▶ **YOUR ASSIGNMENT**: Report each line of the data that includes the word "filter".

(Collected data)
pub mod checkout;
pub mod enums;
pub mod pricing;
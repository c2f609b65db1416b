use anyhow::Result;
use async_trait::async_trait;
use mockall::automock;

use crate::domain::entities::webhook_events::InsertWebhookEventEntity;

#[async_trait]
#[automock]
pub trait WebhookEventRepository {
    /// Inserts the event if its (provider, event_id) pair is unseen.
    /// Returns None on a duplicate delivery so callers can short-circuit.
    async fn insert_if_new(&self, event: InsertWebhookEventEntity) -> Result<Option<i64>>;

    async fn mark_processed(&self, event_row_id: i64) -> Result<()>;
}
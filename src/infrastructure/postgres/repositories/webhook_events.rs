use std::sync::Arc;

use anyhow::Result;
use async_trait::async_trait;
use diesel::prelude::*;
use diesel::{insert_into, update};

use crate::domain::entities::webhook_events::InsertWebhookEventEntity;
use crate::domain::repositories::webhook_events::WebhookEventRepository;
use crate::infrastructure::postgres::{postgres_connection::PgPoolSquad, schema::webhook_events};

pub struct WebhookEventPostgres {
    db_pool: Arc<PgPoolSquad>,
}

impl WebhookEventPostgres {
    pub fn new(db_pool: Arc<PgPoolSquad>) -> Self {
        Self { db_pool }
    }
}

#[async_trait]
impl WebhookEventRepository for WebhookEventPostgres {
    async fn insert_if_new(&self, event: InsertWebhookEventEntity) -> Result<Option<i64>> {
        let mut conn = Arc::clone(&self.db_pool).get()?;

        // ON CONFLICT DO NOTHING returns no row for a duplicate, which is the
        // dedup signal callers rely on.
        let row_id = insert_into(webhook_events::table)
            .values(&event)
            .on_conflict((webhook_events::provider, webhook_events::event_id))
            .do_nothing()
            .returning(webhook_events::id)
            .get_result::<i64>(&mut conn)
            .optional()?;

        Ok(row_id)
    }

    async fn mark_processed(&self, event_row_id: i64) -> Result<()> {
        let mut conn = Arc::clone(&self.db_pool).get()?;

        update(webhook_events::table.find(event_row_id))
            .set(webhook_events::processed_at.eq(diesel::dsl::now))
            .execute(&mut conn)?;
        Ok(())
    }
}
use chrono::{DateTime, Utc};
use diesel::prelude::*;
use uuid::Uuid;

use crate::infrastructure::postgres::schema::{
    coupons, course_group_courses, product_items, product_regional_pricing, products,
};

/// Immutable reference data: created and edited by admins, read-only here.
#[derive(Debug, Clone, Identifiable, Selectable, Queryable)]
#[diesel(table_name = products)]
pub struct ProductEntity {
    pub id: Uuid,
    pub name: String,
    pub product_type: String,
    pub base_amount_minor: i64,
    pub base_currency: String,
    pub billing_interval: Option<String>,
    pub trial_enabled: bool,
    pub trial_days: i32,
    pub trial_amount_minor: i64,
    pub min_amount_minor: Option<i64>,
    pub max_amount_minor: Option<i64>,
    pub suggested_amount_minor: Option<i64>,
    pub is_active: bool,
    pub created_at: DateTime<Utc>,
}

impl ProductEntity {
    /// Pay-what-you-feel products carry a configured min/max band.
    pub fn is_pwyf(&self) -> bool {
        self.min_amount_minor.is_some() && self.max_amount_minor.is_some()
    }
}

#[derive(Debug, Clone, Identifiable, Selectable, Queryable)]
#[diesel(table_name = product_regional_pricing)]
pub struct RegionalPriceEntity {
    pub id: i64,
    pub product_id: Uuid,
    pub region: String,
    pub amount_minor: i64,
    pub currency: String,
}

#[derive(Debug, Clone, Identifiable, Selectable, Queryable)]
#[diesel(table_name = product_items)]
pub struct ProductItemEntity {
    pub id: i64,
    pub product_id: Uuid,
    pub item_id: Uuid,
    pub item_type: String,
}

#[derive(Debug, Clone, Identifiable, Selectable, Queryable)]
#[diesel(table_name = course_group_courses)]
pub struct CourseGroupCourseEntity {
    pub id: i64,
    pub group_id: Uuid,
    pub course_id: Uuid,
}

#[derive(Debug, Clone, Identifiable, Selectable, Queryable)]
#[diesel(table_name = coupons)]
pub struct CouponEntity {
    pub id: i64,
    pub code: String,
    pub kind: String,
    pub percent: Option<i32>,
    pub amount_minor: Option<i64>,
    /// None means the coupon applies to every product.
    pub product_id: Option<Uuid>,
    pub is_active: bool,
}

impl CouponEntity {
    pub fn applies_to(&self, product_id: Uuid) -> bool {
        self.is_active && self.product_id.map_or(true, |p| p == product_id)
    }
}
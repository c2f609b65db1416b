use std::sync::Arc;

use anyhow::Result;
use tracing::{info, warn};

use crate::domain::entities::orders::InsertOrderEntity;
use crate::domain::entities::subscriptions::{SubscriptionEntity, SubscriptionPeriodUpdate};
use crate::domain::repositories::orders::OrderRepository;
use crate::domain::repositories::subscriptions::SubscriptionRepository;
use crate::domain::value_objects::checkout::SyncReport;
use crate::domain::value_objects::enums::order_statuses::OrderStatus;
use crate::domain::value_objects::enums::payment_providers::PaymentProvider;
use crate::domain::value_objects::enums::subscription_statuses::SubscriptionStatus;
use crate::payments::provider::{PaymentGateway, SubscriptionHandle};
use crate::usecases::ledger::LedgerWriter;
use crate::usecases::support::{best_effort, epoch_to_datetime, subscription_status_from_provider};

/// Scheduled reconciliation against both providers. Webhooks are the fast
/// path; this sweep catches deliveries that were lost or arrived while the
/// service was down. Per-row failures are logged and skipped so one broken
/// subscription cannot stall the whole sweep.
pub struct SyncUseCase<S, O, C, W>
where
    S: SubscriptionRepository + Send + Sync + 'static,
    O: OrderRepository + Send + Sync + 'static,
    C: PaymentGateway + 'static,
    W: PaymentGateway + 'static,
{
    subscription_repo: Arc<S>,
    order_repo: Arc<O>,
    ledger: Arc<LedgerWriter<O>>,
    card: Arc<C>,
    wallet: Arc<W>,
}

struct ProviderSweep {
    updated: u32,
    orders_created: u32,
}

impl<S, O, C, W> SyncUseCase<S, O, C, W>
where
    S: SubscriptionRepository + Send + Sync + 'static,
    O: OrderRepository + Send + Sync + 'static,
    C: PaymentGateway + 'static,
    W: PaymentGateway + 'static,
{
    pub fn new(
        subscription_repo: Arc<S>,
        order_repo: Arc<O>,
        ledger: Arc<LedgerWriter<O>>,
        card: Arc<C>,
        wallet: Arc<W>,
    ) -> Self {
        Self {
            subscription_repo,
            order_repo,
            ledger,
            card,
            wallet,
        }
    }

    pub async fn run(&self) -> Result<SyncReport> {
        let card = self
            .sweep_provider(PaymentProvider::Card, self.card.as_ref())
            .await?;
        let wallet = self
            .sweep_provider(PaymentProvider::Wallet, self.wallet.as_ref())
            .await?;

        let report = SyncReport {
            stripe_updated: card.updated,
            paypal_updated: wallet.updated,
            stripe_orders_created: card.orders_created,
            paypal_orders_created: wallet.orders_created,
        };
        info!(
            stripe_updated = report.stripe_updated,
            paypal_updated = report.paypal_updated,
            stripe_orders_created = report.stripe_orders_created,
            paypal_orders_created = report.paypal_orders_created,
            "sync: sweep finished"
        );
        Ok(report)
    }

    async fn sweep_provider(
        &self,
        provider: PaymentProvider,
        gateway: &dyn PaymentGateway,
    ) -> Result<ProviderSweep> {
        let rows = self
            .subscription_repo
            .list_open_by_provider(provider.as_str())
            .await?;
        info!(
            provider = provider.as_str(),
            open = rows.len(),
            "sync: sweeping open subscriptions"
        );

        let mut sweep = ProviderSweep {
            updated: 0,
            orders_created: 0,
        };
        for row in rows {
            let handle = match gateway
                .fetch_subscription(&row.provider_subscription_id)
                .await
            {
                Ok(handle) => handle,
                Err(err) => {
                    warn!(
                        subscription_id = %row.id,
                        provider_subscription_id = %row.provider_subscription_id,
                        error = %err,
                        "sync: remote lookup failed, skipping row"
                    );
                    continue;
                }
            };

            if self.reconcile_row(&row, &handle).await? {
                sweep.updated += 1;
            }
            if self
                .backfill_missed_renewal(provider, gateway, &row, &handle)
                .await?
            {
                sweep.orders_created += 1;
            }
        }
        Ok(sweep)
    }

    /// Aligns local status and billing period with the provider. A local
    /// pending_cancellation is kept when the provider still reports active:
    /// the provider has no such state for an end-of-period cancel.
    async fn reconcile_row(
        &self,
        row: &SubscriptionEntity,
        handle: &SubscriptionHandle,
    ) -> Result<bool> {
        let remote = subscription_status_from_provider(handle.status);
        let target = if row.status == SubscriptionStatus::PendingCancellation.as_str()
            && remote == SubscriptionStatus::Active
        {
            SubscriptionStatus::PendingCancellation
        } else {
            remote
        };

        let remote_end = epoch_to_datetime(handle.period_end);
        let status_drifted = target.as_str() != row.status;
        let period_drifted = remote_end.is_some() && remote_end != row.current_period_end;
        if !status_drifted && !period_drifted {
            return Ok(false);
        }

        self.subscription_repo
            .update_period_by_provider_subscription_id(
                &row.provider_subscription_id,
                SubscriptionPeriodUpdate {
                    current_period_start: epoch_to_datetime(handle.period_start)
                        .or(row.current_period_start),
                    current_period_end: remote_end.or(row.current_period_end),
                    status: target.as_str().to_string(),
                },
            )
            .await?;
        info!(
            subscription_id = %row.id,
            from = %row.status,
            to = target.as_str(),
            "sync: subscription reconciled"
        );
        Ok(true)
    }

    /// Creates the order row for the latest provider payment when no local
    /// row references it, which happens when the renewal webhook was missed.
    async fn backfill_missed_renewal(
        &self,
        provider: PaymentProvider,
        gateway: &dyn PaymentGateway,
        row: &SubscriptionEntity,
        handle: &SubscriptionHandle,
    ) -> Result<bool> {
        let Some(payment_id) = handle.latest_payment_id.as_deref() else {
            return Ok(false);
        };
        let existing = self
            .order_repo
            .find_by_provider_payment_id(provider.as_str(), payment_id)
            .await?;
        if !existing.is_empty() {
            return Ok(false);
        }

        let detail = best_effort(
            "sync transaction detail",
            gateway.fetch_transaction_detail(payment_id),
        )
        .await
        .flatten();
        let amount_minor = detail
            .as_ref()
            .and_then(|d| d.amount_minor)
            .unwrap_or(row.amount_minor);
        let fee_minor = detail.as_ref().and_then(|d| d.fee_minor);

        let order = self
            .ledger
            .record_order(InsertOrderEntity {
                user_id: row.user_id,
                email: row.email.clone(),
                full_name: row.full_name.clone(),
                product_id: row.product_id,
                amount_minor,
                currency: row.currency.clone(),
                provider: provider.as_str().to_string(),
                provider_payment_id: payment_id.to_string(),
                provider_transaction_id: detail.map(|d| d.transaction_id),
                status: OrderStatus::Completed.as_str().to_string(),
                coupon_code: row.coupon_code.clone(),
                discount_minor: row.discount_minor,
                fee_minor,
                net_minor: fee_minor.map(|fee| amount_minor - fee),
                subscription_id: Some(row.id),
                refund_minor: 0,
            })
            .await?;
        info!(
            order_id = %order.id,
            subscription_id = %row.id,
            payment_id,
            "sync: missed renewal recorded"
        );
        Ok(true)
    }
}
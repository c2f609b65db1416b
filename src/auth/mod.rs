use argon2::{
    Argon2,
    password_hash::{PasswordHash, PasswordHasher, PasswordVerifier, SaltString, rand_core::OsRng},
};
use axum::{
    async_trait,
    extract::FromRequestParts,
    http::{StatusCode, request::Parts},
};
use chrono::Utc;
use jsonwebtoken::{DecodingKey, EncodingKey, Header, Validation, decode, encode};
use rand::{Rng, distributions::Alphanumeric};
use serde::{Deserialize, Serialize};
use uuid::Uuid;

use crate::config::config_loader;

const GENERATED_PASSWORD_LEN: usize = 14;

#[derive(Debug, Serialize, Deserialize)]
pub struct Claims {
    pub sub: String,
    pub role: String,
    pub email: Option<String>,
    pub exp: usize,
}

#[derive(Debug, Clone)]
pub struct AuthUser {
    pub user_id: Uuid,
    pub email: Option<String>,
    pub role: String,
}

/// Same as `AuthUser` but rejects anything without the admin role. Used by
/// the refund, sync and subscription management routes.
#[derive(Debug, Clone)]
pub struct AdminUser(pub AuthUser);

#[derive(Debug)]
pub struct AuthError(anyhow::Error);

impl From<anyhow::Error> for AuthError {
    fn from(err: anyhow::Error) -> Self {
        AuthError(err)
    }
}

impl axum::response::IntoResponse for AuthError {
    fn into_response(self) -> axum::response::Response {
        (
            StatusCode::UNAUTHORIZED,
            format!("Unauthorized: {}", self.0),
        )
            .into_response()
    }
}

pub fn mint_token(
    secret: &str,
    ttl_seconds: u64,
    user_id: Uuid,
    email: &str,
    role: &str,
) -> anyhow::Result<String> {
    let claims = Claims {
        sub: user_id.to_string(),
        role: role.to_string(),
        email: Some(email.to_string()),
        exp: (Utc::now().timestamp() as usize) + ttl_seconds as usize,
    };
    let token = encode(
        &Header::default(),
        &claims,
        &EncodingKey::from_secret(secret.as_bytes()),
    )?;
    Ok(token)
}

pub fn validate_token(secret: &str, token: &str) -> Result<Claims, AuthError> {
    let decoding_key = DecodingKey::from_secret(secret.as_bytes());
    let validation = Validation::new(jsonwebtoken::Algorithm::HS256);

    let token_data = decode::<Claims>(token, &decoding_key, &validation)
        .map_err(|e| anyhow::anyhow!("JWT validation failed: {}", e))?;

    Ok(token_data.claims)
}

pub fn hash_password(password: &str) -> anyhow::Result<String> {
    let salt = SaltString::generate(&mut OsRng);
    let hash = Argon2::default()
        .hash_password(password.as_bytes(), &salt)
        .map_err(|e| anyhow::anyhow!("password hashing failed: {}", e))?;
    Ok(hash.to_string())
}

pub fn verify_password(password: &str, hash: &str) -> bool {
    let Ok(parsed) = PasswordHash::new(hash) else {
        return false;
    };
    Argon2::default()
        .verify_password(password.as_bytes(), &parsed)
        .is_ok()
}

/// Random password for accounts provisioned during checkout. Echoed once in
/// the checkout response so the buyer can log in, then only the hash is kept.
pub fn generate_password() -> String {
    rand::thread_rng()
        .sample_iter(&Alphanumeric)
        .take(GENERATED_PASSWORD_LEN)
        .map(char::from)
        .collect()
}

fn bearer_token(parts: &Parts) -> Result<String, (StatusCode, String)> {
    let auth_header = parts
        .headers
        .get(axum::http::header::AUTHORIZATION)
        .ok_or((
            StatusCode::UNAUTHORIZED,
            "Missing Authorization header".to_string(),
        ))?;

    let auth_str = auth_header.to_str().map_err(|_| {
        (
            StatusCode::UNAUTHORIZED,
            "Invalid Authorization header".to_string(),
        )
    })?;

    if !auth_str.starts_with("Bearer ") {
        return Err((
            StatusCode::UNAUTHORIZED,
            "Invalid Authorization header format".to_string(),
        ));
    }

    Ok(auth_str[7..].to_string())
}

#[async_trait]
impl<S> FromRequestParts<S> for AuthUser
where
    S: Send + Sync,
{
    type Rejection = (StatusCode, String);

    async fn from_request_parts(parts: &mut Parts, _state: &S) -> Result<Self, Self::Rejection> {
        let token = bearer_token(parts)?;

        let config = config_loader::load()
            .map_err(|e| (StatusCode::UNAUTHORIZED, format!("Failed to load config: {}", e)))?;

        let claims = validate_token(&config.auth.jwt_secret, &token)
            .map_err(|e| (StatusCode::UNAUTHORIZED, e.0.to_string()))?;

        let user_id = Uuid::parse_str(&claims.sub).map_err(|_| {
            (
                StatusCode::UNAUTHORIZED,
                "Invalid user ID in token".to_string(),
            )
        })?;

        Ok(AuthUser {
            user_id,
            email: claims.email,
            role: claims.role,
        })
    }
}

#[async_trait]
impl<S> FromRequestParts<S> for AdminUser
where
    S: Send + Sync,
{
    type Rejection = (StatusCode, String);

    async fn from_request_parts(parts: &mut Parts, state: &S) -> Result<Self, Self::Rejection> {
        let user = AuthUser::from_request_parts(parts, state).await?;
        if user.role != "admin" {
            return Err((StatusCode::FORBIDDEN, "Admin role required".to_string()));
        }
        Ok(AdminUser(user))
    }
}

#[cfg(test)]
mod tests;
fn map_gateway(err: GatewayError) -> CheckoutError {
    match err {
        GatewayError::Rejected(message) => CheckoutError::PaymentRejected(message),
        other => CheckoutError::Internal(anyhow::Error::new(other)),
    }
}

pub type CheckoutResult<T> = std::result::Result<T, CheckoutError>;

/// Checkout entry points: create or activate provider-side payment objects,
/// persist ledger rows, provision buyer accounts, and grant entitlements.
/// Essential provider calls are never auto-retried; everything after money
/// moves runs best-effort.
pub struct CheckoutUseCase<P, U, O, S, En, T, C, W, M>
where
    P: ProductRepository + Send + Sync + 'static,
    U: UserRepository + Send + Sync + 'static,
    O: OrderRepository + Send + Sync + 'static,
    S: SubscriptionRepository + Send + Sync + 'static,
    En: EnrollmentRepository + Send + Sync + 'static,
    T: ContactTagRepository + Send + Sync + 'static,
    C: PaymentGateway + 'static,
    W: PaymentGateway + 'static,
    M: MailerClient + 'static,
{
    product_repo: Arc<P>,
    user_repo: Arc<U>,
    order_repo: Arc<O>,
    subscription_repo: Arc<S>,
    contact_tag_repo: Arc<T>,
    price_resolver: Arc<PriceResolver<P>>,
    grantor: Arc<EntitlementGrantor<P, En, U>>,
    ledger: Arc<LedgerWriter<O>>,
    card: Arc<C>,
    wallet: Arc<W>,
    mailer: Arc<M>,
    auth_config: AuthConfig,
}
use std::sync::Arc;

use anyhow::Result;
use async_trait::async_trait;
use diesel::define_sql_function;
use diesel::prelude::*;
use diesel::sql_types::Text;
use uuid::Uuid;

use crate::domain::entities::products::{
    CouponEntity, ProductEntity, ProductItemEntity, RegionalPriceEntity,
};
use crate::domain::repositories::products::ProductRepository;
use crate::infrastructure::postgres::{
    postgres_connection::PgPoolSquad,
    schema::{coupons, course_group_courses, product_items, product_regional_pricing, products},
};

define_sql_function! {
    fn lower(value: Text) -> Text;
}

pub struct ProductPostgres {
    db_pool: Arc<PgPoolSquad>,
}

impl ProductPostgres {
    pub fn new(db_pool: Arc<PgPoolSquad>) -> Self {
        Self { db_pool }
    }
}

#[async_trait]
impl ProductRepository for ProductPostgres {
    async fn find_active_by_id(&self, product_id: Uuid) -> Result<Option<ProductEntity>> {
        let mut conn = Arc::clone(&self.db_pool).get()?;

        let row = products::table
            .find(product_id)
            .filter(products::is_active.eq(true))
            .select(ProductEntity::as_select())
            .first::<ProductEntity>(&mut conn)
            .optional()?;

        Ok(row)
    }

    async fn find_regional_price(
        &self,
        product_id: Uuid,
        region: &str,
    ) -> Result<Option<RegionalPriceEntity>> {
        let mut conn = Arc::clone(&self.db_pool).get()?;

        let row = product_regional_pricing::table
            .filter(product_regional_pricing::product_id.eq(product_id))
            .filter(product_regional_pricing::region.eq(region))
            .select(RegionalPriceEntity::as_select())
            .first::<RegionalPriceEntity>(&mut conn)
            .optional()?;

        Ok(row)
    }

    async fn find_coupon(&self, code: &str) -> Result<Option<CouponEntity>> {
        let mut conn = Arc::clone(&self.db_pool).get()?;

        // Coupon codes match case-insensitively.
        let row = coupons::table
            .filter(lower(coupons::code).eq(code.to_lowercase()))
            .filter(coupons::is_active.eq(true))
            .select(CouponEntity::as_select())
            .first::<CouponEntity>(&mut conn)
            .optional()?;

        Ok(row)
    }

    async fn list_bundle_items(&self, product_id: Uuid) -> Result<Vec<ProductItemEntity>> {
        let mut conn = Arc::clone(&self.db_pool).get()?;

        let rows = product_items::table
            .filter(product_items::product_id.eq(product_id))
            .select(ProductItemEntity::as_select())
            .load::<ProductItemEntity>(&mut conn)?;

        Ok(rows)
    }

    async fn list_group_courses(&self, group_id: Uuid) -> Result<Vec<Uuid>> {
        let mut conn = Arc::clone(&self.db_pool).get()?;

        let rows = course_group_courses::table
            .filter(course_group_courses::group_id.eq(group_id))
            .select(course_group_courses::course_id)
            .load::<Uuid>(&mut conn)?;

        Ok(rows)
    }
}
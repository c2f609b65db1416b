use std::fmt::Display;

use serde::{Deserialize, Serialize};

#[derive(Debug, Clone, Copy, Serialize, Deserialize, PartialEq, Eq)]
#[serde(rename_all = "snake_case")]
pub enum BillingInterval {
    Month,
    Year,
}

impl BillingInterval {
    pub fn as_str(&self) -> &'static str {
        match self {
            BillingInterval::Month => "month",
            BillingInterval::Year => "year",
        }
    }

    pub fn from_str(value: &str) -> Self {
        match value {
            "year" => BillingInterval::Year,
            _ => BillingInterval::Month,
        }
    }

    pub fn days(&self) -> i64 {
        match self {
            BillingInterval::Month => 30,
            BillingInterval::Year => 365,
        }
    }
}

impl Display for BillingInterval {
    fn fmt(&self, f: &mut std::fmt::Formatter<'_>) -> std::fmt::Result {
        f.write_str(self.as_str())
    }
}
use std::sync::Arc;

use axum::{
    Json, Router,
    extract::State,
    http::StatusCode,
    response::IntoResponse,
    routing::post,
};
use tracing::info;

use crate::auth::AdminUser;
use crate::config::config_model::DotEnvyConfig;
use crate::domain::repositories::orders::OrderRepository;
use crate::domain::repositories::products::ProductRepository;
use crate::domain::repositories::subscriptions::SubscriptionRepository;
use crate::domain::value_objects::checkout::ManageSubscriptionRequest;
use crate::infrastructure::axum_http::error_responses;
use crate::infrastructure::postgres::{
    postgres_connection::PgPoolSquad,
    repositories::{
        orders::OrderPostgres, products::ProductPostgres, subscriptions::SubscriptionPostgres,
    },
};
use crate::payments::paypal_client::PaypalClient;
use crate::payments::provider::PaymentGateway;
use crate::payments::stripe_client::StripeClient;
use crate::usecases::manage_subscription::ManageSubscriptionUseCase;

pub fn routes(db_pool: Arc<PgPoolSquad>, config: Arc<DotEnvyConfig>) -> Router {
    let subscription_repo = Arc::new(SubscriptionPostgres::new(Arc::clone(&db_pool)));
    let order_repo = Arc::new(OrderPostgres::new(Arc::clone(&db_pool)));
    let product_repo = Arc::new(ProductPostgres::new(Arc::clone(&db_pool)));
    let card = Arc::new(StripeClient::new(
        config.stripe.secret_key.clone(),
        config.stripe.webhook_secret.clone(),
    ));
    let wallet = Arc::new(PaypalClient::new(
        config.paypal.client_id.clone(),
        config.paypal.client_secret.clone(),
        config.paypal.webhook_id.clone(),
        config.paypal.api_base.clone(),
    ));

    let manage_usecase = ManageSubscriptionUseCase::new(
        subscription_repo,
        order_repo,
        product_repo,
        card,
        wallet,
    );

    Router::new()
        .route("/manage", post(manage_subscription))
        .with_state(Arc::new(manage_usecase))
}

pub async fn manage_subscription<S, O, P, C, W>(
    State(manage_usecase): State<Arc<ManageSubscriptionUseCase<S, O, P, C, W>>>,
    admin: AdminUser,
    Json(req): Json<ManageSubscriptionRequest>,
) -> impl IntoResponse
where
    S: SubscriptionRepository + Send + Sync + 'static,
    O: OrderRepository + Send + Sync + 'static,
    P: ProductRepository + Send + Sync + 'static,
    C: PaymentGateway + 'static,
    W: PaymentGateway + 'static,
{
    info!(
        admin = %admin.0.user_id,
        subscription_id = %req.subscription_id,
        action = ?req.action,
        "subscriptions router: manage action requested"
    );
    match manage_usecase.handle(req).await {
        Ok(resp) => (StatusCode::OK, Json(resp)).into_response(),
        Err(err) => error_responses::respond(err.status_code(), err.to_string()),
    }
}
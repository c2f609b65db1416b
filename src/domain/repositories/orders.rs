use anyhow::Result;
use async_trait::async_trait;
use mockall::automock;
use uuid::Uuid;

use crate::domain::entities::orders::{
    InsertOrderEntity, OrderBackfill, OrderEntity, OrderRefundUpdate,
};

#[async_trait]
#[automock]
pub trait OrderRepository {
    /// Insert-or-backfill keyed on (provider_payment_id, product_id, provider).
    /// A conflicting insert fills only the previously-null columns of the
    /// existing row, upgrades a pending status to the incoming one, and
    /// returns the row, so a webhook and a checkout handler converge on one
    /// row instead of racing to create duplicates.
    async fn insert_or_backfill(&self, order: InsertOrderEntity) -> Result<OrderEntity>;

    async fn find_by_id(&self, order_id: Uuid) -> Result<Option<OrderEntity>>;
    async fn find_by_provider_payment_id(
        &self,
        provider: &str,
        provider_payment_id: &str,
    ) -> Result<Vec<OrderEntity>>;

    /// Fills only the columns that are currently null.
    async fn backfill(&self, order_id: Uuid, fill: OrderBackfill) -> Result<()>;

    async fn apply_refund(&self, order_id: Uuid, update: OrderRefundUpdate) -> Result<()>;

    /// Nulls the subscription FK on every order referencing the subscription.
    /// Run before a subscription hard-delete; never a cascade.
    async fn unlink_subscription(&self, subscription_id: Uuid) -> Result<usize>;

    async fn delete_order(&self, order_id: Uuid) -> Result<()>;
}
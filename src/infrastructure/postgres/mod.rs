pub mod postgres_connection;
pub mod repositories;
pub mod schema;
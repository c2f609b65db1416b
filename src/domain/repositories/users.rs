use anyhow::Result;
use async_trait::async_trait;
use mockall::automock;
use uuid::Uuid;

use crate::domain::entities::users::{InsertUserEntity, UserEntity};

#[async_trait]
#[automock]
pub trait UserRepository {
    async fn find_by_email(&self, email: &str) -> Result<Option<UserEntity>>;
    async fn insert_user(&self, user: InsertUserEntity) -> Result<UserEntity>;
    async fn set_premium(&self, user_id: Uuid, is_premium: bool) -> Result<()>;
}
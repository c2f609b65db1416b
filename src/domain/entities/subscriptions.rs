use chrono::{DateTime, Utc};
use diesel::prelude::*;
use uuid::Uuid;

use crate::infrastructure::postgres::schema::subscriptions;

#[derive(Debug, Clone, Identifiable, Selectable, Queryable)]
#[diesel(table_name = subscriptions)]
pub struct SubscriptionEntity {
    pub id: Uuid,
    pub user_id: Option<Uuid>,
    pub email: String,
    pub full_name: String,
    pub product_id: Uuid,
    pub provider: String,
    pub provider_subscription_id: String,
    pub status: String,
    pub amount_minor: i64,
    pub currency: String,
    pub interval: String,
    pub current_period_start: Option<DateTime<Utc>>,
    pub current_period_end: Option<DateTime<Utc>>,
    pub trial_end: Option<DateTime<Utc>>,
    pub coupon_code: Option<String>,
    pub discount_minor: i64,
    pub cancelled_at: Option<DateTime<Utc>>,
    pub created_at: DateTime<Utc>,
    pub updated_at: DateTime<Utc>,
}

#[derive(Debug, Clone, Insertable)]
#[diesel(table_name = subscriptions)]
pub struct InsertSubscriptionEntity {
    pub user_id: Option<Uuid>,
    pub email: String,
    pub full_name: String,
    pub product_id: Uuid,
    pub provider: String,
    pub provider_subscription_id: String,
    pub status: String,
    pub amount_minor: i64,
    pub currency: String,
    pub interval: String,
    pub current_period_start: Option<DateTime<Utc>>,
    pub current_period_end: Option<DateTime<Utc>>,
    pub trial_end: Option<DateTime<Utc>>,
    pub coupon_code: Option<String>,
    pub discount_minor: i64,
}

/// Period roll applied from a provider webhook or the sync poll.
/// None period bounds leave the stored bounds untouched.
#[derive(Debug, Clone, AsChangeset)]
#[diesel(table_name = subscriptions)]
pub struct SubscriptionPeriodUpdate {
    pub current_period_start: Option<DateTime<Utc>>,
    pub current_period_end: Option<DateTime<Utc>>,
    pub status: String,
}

▶ **OUTPUT**:
            .filter(products::is_active.eq(true))
            .filter(product_regional_pricing::product_id.eq(product_id))
            .filter(product_regional_pricing::region.eq(region))
            .filter(lower(coupons::code).eq(code.to_lowercase()))
            .filter(coupons::is_active.eq(true))
            .filter(product_items::product_id.eq(product_id))
            .filter(course_group_courses::group_id.eq(group_id))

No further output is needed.